Tiepolo est-il le peintre facile qui aurait gaspillé ses dons à la décoration et au luxe, quand il aurait pu rapatrier dans le vécu des sens et du cœur, comme un Piazzetta de plus de risques, les stéréotypes baroques?

Bien plutôt est-il celui qui dans le signe maintient l’éclat là où la substance se perd, celui qui, même, l’accroît, comme le soleil s’irise dans la gerbe qui s’éparpille: il aura donné à l’art d’Occident sa dernière grande lumière, sinon surnaturelle, du moins métaphysique, et c’est beaucoup, en fait c’est presque tout, à nou­veau.

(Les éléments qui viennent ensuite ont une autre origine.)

use chrono::NaiveDate;
use log::{debug, error, info, warn};
use tokio_postgres::error::SqlState;
use tokio_postgres::types::ToSql;

use crate::db::models::{DailyBar, MarketSnapshot, SnapshotStatistics};
use crate::db::postgres::PostgresClient;
use crate::error::StorageError;
use crate::pipeline::resample_daily;
use crate::utils::sanitize_string;

/// Every stored column except the surrogate id, in insert order
const SNAPSHOT_COLUMNS: &str = "coin_id, symbol, name, \
    current_price, market_cap, market_cap_rank, total_volume, \
    high_24h, low_24h, price_change_24h, price_change_percentage_24h, \
    circulating_supply, total_supply, max_supply, \
    ath, ath_date, atl, atl_date, \
    volatility_24h, distance_from_ath, distance_from_atl, volume_to_mcap_ratio, \
    last_updated, collected_at";

const COLS_PER_ROW: usize = 24;

/// 24 params per row keeps a chunk far below PostgreSQL's 65535 bind limit
const INSERT_CHUNK_SIZE: usize = 500;

fn days_param(days: u32) -> i32 {
    i32::try_from(days).unwrap_or(i32::MAX)
}

fn limit_param(limit: u32) -> i64 {
    i64::from(limit)
}

impl PostgresClient {
    // ==================== WRITES ====================

    /// Idempotent append of validated snapshots.
    ///
    /// Runs in one transaction. Rows whose `(coin_id, collected_at)` already
    /// exists are skipped, and the returned count only covers rows that were
    /// actually written. Any other failure rolls the whole batch back.
    pub async fn upsert_batch(&self, rows: &[MarketSnapshot]) -> Result<u64, StorageError> {
        if rows.is_empty() {
            debug!("Empty batch, nothing to insert");
            return Ok(0);
        }

        let mut client = self.pool.get().await?;
        let tx = client.transaction().await?;
        let table = self.table();
        let mut inserted = 0u64;

        for chunk in rows.chunks(INSERT_CHUNK_SIZE) {
            // Build VALUES placeholders: ($1,...,$24), ($25,...,$48), ...
            let values_clauses: Vec<String> = (0..chunk.len())
                .map(|i| {
                    let start = i * COLS_PER_ROW + 1;
                    let placeholders: Vec<String> = (start..start + COLS_PER_ROW)
                        .map(|n| format!("${}", n))
                        .collect();
                    format!("({})", placeholders.join(", "))
                })
                .collect();

            let query = format!(
                "INSERT INTO {} ({}) VALUES {} ON CONFLICT (coin_id, collected_at) DO NOTHING",
                table,
                SNAPSHOT_COLUMNS,
                values_clauses.join(", ")
            );

            let sanitized: Vec<[String; 3]> = chunk
                .iter()
                .map(|r| {
                    [
                        sanitize_string(&r.coin_id),
                        sanitize_string(&r.symbol),
                        sanitize_string(&r.name),
                    ]
                })
                .collect();

            let mut params: Vec<&(dyn ToSql + Sync)> =
                Vec::with_capacity(chunk.len() * COLS_PER_ROW);

            for (row, [coin_id, symbol, name]) in chunk.iter().zip(&sanitized) {
                params.push(coin_id);
                params.push(symbol);
                params.push(name);
                params.push(&row.current_price);
                params.push(&row.market_cap);
                params.push(&row.market_cap_rank);
                params.push(&row.total_volume);
                params.push(&row.high_24h);
                params.push(&row.low_24h);
                params.push(&row.price_change_24h);
                params.push(&row.price_change_percentage_24h);
                params.push(&row.circulating_supply);
                params.push(&row.total_supply);
                params.push(&row.max_supply);
                params.push(&row.ath);
                params.push(&row.ath_date);
                params.push(&row.atl);
                params.push(&row.atl_date);
                params.push(&row.volatility_24h);
                params.push(&row.distance_from_ath);
                params.push(&row.distance_from_atl);
                params.push(&row.volume_to_mcap_ratio);
                params.push(&row.last_updated);
                params.push(&row.collected_at);
            }

            match tx.execute(&query, &params).await {
                Ok(n) => inserted += n,
                Err(e) if e.code() == Some(&SqlState::UNIQUE_VIOLATION) => {
                    // Transaction is dropped (rolled back) on return
                    warn!("Uniqueness conflict while inserting snapshots, nothing stored: {}", e);
                    return Ok(0);
                },
                Err(e) => {
                    error!("Failed to batch insert {} snapshots: {:?}", chunk.len(), e);
                    return Err(e.into());
                },
            }
        }

        tx.commit().await?;

        info!(
            "Stored {} of {} snapshot rows ({} duplicates skipped)",
            inserted,
            rows.len(),
            rows.len() as u64 - inserted
        );
        Ok(inserted)
    }

    /// Delete rows collected more than `days_to_keep` days ago
    pub async fn prune(&self, days_to_keep: u32) -> Result<u64, StorageError> {
        let client = self.pool.get().await?;
        let query = format!(
            "DELETE FROM {} WHERE collected_at < NOW() - make_interval(days => $1)",
            self.table()
        );

        let deleted = client.execute(&query, &[&days_param(days_to_keep)]).await?;

        info!(
            "Pruned {} snapshot rows older than {} days",
            deleted, days_to_keep
        );
        Ok(deleted)
    }

    // ==================== READS ====================

    /// Most recent rows across all coins
    pub async fn latest(&self, limit: u32) -> Result<Vec<MarketSnapshot>, StorageError> {
        let client = self.pool.get().await?;
        let query = format!(
            r#"
            SELECT {}
            FROM {}
            ORDER BY collected_at DESC, market_cap_rank ASC NULLS LAST
            LIMIT $1
            "#,
            SNAPSHOT_COLUMNS,
            self.table()
        );

        let rows = client.query(&query, &[&limit_param(limit)]).await?;
        Ok(rows.iter().map(row_to_snapshot).collect())
    }

    /// Rows for one coin within the trailing `days` window, oldest first
    pub async fn history(
        &self,
        coin_id: &str,
        days: u32,
    ) -> Result<Vec<MarketSnapshot>, StorageError> {
        let client = self.pool.get().await?;
        let query = format!(
            r#"
            SELECT {}
            FROM {}
            WHERE coin_id = $1
              AND collected_at >= NOW() - make_interval(days => $2)
            ORDER BY collected_at ASC
            "#,
            SNAPSHOT_COLUMNS,
            self.table()
        );

        let rows = client
            .query(&query, &[&coin_id, &days_param(days)])
            .await?;
        Ok(rows.iter().map(row_to_snapshot).collect())
    }

    /// Enriched history: daily OHLCV bars with 50/200-day moving averages
    pub async fn history_daily(
        &self,
        coin_id: &str,
        days: u32,
    ) -> Result<Vec<DailyBar>, StorageError> {
        let rows = self.history(coin_id, days).await?;
        Ok(resample_daily(&rows))
    }

    /// Ranking by market cap.
    ///
    /// With `date`, each coin's last snapshot on that UTC calendar day; without
    /// it, each coin's most recent snapshot overall. Ordered by rank.
    pub async fn top_by_market_cap(
        &self,
        limit: u32,
        date: Option<NaiveDate>,
    ) -> Result<Vec<MarketSnapshot>, StorageError> {
        let client = self.pool.get().await?;
        let limit = limit_param(limit);

        let rows = match date {
            Some(day) => {
                let query = format!(
                    r#"
                    SELECT {cols} FROM (
                        SELECT DISTINCT ON (coin_id) {cols}
                        FROM {table}
                        WHERE (collected_at AT TIME ZONE 'UTC')::date = $1
                        ORDER BY coin_id, collected_at DESC
                    ) AS on_day
                    ORDER BY market_cap_rank ASC NULLS LAST
                    LIMIT $2
                    "#,
                    cols = SNAPSHOT_COLUMNS,
                    table = self.table()
                );
                client.query(&query, &[&day, &limit]).await?
            },
            None => {
                let query = format!(
                    r#"
                    SELECT {cols} FROM (
                        SELECT DISTINCT ON (coin_id) {cols}
                        FROM {table}
                        ORDER BY coin_id, collected_at DESC
                    ) AS latest
                    ORDER BY market_cap_rank ASC NULLS LAST
                    LIMIT $1
                    "#,
                    cols = SNAPSHOT_COLUMNS,
                    table = self.table()
                );
                client.query(&query, &[&limit]).await?
            },
        };

        Ok(rows.iter().map(row_to_snapshot).collect())
    }

    /// Latest snapshot per coin whose 24h change magnitude is at least
    /// `min_change_pct`, biggest movers first
    pub async fn price_movers(
        &self,
        min_change_pct: f64,
    ) -> Result<Vec<MarketSnapshot>, StorageError> {
        let client = self.pool.get().await?;
        let query = format!(
            r#"
            SELECT {cols} FROM (
                SELECT DISTINCT ON (coin_id) {cols}
                FROM {table}
                ORDER BY coin_id, collected_at DESC
            ) AS latest
            WHERE ABS(price_change_percentage_24h) >= $1
            ORDER BY ABS(price_change_percentage_24h) DESC
            "#,
            cols = SNAPSHOT_COLUMNS,
            table = self.table()
        );

        let rows = client.query(&query, &[&min_change_pct]).await?;
        Ok(rows.iter().map(row_to_snapshot).collect())
    }

    /// Table-wide counts, collection range and mean market cap
    pub async fn statistics(&self) -> Result<SnapshotStatistics, StorageError> {
        let client = self.pool.get().await?;
        let query = format!(
            r#"
            SELECT
                COUNT(*) AS total_rows,
                COUNT(DISTINCT coin_id) AS distinct_coins,
                MIN(collected_at) AS first_collected_at,
                MAX(collected_at) AS last_collected_at,
                AVG(market_cap) AS avg_market_cap
            FROM {}
            "#,
            self.table()
        );

        let row = client.query_one(&query, &[]).await?;

        Ok(SnapshotStatistics {
            total_rows: row.get("total_rows"),
            distinct_coins: row.get("distinct_coins"),
            first_collected_at: row.get("first_collected_at"),
            last_collected_at: row.get("last_collected_at"),
            avg_market_cap: row.get("avg_market_cap"),
        })
    }
}

// ==================== HELPER FUNCTIONS ====================

fn row_to_snapshot(row: &tokio_postgres::Row) -> MarketSnapshot {
    MarketSnapshot {
        coin_id: row.get("coin_id"),
        symbol: row.get("symbol"),
        name: row.get("name"),
        current_price: row.get("current_price"),
        market_cap: row.get("market_cap"),
        market_cap_rank: row.get("market_cap_rank"),
        total_volume: row.get("total_volume"),
        high_24h: row.get("high_24h"),
        low_24h: row.get("low_24h"),
        price_change_24h: row.get("price_change_24h"),
        price_change_percentage_24h: row.get("price_change_percentage_24h"),
        circulating_supply: row.get("circulating_supply"),
        total_supply: row.get("total_supply"),
        max_supply: row.get("max_supply"),
        ath: row.get("ath"),
        ath_date: row.get("ath_date"),
        atl: row.get("atl"),
        atl_date: row.get("atl_date"),
        volatility_24h: row.get("volatility_24h"),
        distance_from_ath: row.get("distance_from_ath"),
        distance_from_atl: row.get("distance_from_atl"),
        volume_to_mcap_ratio: row.get("volume_to_mcap_ratio"),
        last_updated: row.get("last_updated"),
        collected_at: row.get("collected_at"),
    }
}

Telle Cléopâtre jetant dans son vin au palais Labia la perle fabuleuse devant Antoine surpris -Antoine, c’est encore à ce moment l’homme d’action, l’oublieux du sacré, le créateur d’avenir- Tiepolo sacrifie beau­coup, à glisser à la surface du sens, mais du fait qu’il se porte à tant d’hori­zons, sous tant de nuées ourlées de flammes, par tant d’étoffes qui sont comme des nuées, il est aussi celui qui regagne les dimensions oubliées, évaporées, de la réalité en tant qu’ordre, de l’ordre en tant que lumière: cette autre Égypte, la tradition catholique, surtout romaine, que le Seicento n’avait pas hésité à ouvrir au geste gracieux, au regard étincelant, de la fille de Pharaon.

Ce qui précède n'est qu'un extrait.